Analytical vortex solutions to Navier-Stokes equation

Detta är en avhandling från Växjö : Växjö University Press

Sammanfattning: Fluid dynamics considers the physics of liquids and gases. This is a branch of classical physics and is totally based on Newton's laws of motion. Nevertheless, the equation of fluid motion, Navier-Stokes equation, becomes very complicated to solve even for very simple configurations. This thesis treats mainly analytical vortex solutions to Navier-Stokes equations. Vorticity is usually concentrated to smaller regions of the flow, sometimes isolated objects, called vortices. If one are able to describe vortex structures exactly, important information about the flow properties are obtained.Initially, the modeling of a conical vortex geometry is considered. The results are compared with wind-tunnel measurements, which have been analyzed in detail.
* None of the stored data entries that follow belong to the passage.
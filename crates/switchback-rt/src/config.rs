//! Runtime configuration, read from a TOML file.
//!
//! ```toml
//! [scheduler]
//! stack_size = 65536
//!
//! [http]
//! max_clients = 100
//! timeout_ms = 20000
//! user_agent = "switchback/0.1"
//!
//! [unit]
//! debug_argument = "admin_debug_mode"
//! ```
//!
//! Every section and field is optional.

use std::path::{Path, PathBuf};
use std::time::Duration;

use serde::Deserialize;

use crate::context::{DEFAULT_STACK_SIZE, MIN_STACK_SIZE};

/// Errors from loading a configuration file.
#[derive(Debug, thiserror::Error)]
pub enum ConfigError {
    #[error("failed to read {}: {source}", .path.display())]
    Read {
        path: PathBuf,
        #[source]
        source: std::io::Error,
    },

    #[error("failed to parse config: {0}")]
    Parse(#[from] toml::de::Error),

    #[error("invalid config: {0}")]
    Invalid(String),
}

/// Top-level configuration.
#[derive(Debug, Clone, Default, PartialEq, Deserialize)]
#[serde(default, deny_unknown_fields)]
pub struct RuntimeConfig {
    pub scheduler: SchedulerConfig,
    pub http: HttpConfig,
    pub unit: UnitConfig,
}

/// `[scheduler]`: worker context settings.
#[derive(Debug, Clone, PartialEq, Deserialize)]
#[serde(default, deny_unknown_fields)]
pub struct SchedulerConfig {
    /// Bytes of stack per worker context.
    pub stack_size: usize,
}

impl Default for SchedulerConfig {
    fn default() -> Self {
        SchedulerConfig {
            stack_size: DEFAULT_STACK_SIZE,
        }
    }
}

/// `[http]`: the bundled HTTP client.
#[derive(Debug, Clone, PartialEq, Deserialize)]
#[serde(default, deny_unknown_fields)]
pub struct HttpConfig {
    /// Maximum concurrent transfers.
    pub max_clients: usize,
    /// Per-request timeout in milliseconds, unless the request sets its own.
    pub timeout_ms: u64,
    pub user_agent: String,
}

impl HttpConfig {
    pub fn timeout(&self) -> Duration {
        Duration::from_millis(self.timeout_ms)
    }
}

impl Default for HttpConfig {
    fn default() -> Self {
        HttpConfig {
            max_clients: 100,
            timeout_ms: 20_000,
            user_agent: concat!("switchback/", env!("CARGO_PKG_VERSION")).to_string(),
        }
    }
}

/// `[unit]`: unit-of-work wrapper settings.
#[derive(Debug, Clone, PartialEq, Deserialize)]
#[serde(default, deny_unknown_fields)]
pub struct UnitConfig {
    /// Argument that, when `"1"`, makes failures write their detail into
    /// the unit's output.
    pub debug_argument: String,
}

impl Default for UnitConfig {
    fn default() -> Self {
        UnitConfig {
            debug_argument: "admin_debug_mode".to_string(),
        }
    }
}

impl RuntimeConfig {
    /// Read and parse a configuration file.
    pub fn from_file(path: &Path) -> Result<RuntimeConfig, ConfigError> {
        let content = std::fs::read_to_string(path).map_err(|source| ConfigError::Read {
            path: path.to_path_buf(),
            source,
        })?;
        Self::from_str(&content)
    }

    /// Parse configuration from TOML text.
    pub fn from_str(content: &str) -> Result<RuntimeConfig, ConfigError> {
        let config: RuntimeConfig = toml::from_str(content)?;
        config.validate()?;
        Ok(config)
    }

    pub fn validate(&self) -> Result<(), ConfigError> {
        if self.scheduler.stack_size < MIN_STACK_SIZE {
            return Err(ConfigError::Invalid(format!(
                "scheduler.stack_size must be at least {} bytes, got {}",
                MIN_STACK_SIZE, self.scheduler.stack_size
            )));
        }
        if self.http.max_clients == 0 {
            return Err(ConfigError::Invalid(
                "http.max_clients must be at least 1".to_string(),
            ));
        }
        if self.unit.debug_argument.is_empty() {
            return Err(ConfigError::Invalid(
                "unit.debug_argument must not be empty".to_string(),
            ));
        }
        Ok(())
    }
}
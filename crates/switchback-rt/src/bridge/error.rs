//! Error types raised at the `await` call site.

use crate::context::{ContextError, ContextId};

use super::pending::OperationId;

/// Failure reported by an asynchronous operation.
///
/// Expected and recoverable: work functions handle these with ordinary
/// `match` / `?` around the await.
#[derive(Debug, Clone, PartialEq, Eq, thiserror::Error)]
pub enum OperationError {
    /// The operation gave up waiting.
    #[error("timeout: {0}")]
    Timeout(String),

    /// The operation could not reach its peer or lost the connection.
    #[error("transport failure: {0}")]
    Transport(String),

    /// The peer answered with a non-success status.
    #[error("non-success status {code}")]
    Status { code: u16, body: String },

    /// Any other operation-specific failure.
    #[error("{0}")]
    Failed(String),
}

impl OperationError {
    pub fn is_timeout(&self) -> bool {
        matches!(self, OperationError::Timeout(_))
    }

    /// Status code for `Status` failures.
    pub fn status(&self) -> Option<u16> {
        match self {
            OperationError::Status { code, .. } => Some(*code),
            _ => None,
        }
    }
}

/// Violations of the scheduler's invariants.
///
/// These mean the bridge was misused. They end the affected unit of work
/// and leave the reactor and all other workers untouched.
#[derive(Debug, thiserror::Error)]
pub enum SchedulerError {
    #[error(transparent)]
    Context(#[from] ContextError),

    /// A worker tried to issue a second operation while one is in flight.
    #[error("worker {worker} already has operation {outstanding} in flight")]
    DoubleSubmission {
        worker: ContextId,
        outstanding: OperationId,
    },

    /// `await` was called from a context this scheduler does not own.
    #[error("context {0} is not a worker of this scheduler")]
    ForeignContext(ContextId),

    /// A resume targeted a worker that is currently running.
    #[error("worker {0} is already running")]
    WorkerBusy(ContextId),

    /// A resume arrived for an operation the worker is not waiting on.
    #[error("worker {worker} resumed for operation {operation} it is not waiting on")]
    UnexpectedResume {
        worker: ContextId,
        operation: OperationId,
    },

    /// The delivered payload is not the type the worker awaited.
    #[error("result of operation {0} does not match the awaited type")]
    PayloadMismatch(OperationId),

    /// The worker body panicked outside the unit-of-work wrapper.
    #[error("worker {worker} panicked: {message}")]
    Panicked { worker: ContextId, message: String },

    /// The scheduler was dropped.
    #[error("scheduler has shut down")]
    Shutdown,
}

/// Error returned by `Bridge::await_op`.
#[derive(Debug, thiserror::Error)]
pub enum AwaitError {
    #[error(transparent)]
    Operation(#[from] OperationError),

    #[error(transparent)]
    Scheduling(#[from] SchedulerError),
}

impl From<ContextError> for AwaitError {
    fn from(err: ContextError) -> Self {
        AwaitError::Scheduling(SchedulerError::Context(err))
    }
}

impl AwaitError {
    /// The operation failure, if this is one.
    pub fn operation(&self) -> Option<&OperationError> {
        match self {
            AwaitError::Operation(e) => Some(e),
            AwaitError::Scheduling(_) => None,
        }
    }

    pub fn is_scheduling(&self) -> bool {
        matches!(self, AwaitError::Scheduling(_))
    }
}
The conical vortex is a very interesting phenomenaon for building engineers because it is responsible for very low pressures on buildings with flat roofs. Secondly, a suggested analytical solution to Navier-Stokes equation for internal flows is presented. This is based on physical argumentation concerning the vorticity production at solid boundaries. Also, to obtain the desired result, Navier-Stokes equation is reformulated and integrated. In addition, a model for required information of vorticity production at boundaries is proposed.The last part of the thesis concerns the examples of vortex models in 2-D and 3-D. In both cases, analysis of the Navier-Stokes equation, leads to the opportunity to construct linear solutions. The 2-D studies are, by the use of diffusive elementary vortices, describing experimentally observed vortex statistics and turbulent energy spectrums in stratified systems and in soapfilms. Finally, in the 3-D analysis, three examples of recent experimentally observed vortex objects are reproduced theoretically. First, coherent structures in a pipe flow is modeled. These vortex structures in the pipe are of interest since they appear for Re in the range where transition to turbulence is expected. The second example considers the motion in a viscous vortex ring. The model, with diffusive properties, describes the experimentally measured velocity field as well as the turbulent energy spectrum. Finally, a streched spiral vortex is analysed. A rather general vortex model that has many degrees of freedom is proposed, which also may be applied in other configurations.